WHAT YOU HAVE TO DO:
Using the entries below, show all lines with the string "latency".

INPUT FOR THIS TASK:
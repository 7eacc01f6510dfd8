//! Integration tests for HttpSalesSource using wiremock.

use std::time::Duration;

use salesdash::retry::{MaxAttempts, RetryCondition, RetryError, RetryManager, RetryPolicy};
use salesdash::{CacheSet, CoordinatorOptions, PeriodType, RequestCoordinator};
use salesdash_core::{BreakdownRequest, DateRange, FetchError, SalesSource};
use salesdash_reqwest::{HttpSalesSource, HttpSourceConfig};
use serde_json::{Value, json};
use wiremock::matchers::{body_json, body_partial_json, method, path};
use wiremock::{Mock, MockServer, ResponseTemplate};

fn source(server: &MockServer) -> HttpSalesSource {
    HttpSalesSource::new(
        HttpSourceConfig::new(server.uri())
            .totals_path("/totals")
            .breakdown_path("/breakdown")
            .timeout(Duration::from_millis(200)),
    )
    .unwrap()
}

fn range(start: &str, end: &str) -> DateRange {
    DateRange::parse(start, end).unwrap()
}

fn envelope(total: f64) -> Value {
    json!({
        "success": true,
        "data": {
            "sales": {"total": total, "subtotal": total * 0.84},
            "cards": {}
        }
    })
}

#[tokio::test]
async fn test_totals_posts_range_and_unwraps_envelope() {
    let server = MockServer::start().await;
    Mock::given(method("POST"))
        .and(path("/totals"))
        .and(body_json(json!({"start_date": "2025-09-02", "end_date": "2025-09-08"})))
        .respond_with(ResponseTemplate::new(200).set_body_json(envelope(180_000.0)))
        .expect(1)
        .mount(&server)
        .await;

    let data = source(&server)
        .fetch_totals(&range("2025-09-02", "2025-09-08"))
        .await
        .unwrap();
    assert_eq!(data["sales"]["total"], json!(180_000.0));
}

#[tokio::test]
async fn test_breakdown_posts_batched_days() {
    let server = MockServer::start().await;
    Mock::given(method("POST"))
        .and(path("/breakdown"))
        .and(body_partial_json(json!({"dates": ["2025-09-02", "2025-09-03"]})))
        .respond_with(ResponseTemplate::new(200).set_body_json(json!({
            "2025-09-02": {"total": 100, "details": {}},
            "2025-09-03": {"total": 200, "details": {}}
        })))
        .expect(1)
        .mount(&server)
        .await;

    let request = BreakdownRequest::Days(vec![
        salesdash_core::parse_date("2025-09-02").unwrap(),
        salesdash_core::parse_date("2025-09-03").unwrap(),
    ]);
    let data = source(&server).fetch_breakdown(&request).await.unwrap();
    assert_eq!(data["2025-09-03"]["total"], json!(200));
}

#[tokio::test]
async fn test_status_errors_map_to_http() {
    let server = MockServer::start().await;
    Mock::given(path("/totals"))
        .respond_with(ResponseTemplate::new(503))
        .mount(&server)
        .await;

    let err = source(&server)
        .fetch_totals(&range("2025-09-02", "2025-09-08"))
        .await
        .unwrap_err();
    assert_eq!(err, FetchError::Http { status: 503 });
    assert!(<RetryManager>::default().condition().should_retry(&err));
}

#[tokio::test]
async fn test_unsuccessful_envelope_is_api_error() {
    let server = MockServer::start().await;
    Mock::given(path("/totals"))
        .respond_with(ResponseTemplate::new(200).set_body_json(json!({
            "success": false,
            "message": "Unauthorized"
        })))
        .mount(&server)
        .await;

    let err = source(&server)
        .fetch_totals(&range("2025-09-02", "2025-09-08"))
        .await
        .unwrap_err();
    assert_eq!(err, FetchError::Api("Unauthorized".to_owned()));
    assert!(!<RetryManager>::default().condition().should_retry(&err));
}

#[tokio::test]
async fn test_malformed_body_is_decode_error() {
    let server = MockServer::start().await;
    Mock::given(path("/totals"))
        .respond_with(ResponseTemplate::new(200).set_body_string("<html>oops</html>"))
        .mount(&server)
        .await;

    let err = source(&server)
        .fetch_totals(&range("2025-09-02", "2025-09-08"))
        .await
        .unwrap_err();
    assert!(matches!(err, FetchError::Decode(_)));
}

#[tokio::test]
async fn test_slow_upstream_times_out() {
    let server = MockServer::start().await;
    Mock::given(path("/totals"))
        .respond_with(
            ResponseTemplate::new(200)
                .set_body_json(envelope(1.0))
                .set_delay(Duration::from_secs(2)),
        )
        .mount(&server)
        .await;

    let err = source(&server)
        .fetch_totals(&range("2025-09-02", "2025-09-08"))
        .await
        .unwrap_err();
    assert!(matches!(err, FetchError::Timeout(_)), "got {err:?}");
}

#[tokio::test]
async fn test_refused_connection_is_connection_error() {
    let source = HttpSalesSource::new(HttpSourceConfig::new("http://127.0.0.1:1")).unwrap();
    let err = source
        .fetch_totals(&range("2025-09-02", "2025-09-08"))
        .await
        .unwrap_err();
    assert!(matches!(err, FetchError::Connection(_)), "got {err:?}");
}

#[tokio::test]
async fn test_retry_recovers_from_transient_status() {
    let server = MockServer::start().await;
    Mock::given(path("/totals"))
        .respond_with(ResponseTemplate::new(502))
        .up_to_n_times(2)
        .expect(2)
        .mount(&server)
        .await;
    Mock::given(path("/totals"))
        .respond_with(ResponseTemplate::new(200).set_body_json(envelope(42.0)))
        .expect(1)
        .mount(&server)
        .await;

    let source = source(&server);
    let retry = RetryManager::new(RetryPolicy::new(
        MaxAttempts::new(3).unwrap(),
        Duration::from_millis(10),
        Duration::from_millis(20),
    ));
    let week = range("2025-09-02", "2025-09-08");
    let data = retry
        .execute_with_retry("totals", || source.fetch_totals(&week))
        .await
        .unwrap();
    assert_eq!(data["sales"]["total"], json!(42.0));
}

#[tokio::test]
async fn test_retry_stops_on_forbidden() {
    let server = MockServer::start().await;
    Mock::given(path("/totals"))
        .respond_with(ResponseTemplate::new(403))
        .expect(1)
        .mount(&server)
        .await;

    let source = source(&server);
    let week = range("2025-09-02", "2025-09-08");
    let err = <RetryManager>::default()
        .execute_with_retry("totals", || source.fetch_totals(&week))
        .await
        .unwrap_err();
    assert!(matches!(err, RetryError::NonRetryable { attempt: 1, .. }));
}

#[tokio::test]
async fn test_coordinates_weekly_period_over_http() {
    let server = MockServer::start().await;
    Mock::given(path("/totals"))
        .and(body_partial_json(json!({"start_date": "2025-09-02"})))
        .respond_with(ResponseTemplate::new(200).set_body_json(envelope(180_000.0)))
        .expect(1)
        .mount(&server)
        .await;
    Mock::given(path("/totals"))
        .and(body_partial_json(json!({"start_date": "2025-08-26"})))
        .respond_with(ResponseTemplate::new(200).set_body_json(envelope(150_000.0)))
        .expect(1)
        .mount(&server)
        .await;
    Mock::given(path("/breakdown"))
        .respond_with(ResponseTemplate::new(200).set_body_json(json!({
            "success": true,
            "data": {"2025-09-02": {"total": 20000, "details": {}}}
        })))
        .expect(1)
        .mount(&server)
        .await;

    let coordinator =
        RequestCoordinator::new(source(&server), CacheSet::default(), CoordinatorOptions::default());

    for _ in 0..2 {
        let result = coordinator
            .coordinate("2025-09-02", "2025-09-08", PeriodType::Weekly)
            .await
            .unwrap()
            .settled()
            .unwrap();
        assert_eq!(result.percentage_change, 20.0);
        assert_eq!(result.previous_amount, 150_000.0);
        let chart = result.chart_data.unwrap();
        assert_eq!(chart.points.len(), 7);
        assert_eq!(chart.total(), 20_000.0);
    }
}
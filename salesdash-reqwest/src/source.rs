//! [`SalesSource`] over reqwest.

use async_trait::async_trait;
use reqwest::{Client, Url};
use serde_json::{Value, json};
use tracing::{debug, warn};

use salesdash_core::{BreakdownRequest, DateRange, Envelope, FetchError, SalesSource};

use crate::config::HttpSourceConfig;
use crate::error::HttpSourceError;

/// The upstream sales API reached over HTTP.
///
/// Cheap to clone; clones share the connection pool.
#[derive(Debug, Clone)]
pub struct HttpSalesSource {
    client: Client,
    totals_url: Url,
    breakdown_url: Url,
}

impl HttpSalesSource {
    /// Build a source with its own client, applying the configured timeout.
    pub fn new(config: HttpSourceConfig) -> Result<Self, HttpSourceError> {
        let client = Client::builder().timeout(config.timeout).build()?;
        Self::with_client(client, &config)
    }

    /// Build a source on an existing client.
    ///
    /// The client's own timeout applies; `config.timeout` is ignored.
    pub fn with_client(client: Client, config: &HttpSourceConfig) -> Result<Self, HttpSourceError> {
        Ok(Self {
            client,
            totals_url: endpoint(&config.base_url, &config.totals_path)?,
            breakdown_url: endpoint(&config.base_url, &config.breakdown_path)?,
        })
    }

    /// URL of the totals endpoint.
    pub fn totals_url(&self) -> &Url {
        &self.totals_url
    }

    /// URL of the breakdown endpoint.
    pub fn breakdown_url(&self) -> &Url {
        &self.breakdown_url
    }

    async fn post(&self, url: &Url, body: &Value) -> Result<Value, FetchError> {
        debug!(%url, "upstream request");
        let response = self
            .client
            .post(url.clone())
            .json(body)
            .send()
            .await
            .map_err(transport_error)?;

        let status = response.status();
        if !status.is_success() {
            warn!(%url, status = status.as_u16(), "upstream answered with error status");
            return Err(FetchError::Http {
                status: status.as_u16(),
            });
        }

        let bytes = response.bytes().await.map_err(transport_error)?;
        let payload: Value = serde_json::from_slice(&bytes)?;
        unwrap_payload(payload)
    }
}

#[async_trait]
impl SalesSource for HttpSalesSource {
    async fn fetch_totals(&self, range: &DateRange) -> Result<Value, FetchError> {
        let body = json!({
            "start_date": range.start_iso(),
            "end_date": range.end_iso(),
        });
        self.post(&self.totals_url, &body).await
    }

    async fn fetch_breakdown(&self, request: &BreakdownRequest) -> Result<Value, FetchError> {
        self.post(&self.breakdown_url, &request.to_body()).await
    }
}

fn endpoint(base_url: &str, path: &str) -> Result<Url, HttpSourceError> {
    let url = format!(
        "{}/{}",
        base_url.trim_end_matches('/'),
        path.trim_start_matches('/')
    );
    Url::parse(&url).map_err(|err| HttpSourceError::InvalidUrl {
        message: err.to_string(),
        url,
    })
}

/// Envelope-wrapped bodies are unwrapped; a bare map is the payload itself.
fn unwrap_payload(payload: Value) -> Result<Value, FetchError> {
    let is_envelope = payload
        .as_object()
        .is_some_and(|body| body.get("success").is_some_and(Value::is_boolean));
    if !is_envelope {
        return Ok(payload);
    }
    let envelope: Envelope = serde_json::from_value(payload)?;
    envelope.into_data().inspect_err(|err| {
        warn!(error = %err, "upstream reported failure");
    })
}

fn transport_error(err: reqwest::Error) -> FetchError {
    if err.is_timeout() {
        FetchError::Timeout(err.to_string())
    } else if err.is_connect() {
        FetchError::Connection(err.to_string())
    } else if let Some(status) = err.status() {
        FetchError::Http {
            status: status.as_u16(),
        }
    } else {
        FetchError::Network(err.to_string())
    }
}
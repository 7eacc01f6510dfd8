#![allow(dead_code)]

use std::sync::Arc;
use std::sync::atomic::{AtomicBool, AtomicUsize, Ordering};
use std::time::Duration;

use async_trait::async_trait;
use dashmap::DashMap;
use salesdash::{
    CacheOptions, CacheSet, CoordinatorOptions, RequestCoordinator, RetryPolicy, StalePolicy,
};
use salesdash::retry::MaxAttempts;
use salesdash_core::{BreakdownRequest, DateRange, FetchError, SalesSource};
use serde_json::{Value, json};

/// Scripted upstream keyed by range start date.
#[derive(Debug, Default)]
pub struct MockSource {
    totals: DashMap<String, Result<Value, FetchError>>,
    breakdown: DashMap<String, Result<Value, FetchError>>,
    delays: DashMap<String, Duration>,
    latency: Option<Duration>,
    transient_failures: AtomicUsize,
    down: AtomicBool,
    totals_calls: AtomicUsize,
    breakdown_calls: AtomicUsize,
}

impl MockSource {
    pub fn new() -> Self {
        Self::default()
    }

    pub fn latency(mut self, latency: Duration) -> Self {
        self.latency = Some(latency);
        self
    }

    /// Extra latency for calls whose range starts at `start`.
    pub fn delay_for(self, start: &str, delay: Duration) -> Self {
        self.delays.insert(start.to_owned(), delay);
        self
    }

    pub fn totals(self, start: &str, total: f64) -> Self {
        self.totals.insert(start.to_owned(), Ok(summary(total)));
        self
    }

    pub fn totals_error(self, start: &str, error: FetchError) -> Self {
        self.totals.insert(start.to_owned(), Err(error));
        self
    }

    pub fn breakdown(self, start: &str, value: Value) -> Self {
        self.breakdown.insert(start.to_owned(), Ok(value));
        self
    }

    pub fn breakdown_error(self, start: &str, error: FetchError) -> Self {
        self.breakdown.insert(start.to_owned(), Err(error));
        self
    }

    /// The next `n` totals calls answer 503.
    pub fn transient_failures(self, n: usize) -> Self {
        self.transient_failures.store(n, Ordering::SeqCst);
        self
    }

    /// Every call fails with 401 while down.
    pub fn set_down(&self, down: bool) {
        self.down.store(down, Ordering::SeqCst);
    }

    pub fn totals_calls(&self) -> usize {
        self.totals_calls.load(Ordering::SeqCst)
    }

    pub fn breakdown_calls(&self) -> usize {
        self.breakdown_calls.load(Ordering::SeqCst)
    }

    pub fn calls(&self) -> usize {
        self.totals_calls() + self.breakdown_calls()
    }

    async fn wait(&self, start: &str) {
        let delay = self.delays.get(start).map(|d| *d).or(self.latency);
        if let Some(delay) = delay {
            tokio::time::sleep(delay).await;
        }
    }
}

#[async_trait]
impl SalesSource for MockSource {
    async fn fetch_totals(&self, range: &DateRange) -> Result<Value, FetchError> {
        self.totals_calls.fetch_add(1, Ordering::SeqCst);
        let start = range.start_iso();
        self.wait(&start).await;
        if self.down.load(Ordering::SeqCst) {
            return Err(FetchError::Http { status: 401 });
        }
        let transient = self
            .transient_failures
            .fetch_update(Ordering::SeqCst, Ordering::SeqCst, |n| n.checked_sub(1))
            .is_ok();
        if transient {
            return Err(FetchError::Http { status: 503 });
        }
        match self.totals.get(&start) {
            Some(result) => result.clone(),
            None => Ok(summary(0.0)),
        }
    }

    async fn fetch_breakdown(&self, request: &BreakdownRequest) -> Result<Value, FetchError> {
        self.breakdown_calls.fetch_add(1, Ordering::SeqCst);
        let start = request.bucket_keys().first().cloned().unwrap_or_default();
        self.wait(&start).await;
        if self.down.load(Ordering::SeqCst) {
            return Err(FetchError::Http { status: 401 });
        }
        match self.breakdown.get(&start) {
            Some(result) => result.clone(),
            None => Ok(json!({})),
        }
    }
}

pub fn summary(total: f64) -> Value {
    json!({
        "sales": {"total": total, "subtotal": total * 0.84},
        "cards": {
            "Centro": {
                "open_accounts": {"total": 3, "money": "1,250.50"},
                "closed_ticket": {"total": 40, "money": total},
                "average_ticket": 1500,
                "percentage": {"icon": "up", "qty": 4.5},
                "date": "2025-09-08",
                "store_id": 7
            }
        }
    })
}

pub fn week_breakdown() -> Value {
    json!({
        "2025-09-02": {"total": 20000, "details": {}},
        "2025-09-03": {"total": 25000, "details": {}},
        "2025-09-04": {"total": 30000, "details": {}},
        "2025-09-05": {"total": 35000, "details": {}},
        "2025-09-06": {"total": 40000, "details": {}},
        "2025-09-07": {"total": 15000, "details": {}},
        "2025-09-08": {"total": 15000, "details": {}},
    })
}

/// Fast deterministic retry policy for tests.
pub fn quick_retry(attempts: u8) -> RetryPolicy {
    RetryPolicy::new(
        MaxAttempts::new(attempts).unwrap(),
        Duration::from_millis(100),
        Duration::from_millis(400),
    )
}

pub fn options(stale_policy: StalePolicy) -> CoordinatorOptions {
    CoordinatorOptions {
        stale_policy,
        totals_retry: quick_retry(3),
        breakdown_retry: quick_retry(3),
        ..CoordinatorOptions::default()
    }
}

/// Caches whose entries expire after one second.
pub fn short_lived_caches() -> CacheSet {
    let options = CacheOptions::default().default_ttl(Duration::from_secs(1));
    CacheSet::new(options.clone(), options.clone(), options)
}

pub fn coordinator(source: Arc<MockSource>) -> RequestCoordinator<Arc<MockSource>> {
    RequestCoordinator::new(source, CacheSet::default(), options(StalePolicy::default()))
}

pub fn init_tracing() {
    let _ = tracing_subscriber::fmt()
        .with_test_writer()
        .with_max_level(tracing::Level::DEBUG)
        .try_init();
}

REPLY:
    latency: Option<Duration>,
    pub fn latency(mut self, latency: Duration) -> Self {
        self.latency = Some(latency);
    /// Extra latency for calls whose range starts at `start`.
        let delay = self.delays.get(start).map(|d| *d).or(self.latency);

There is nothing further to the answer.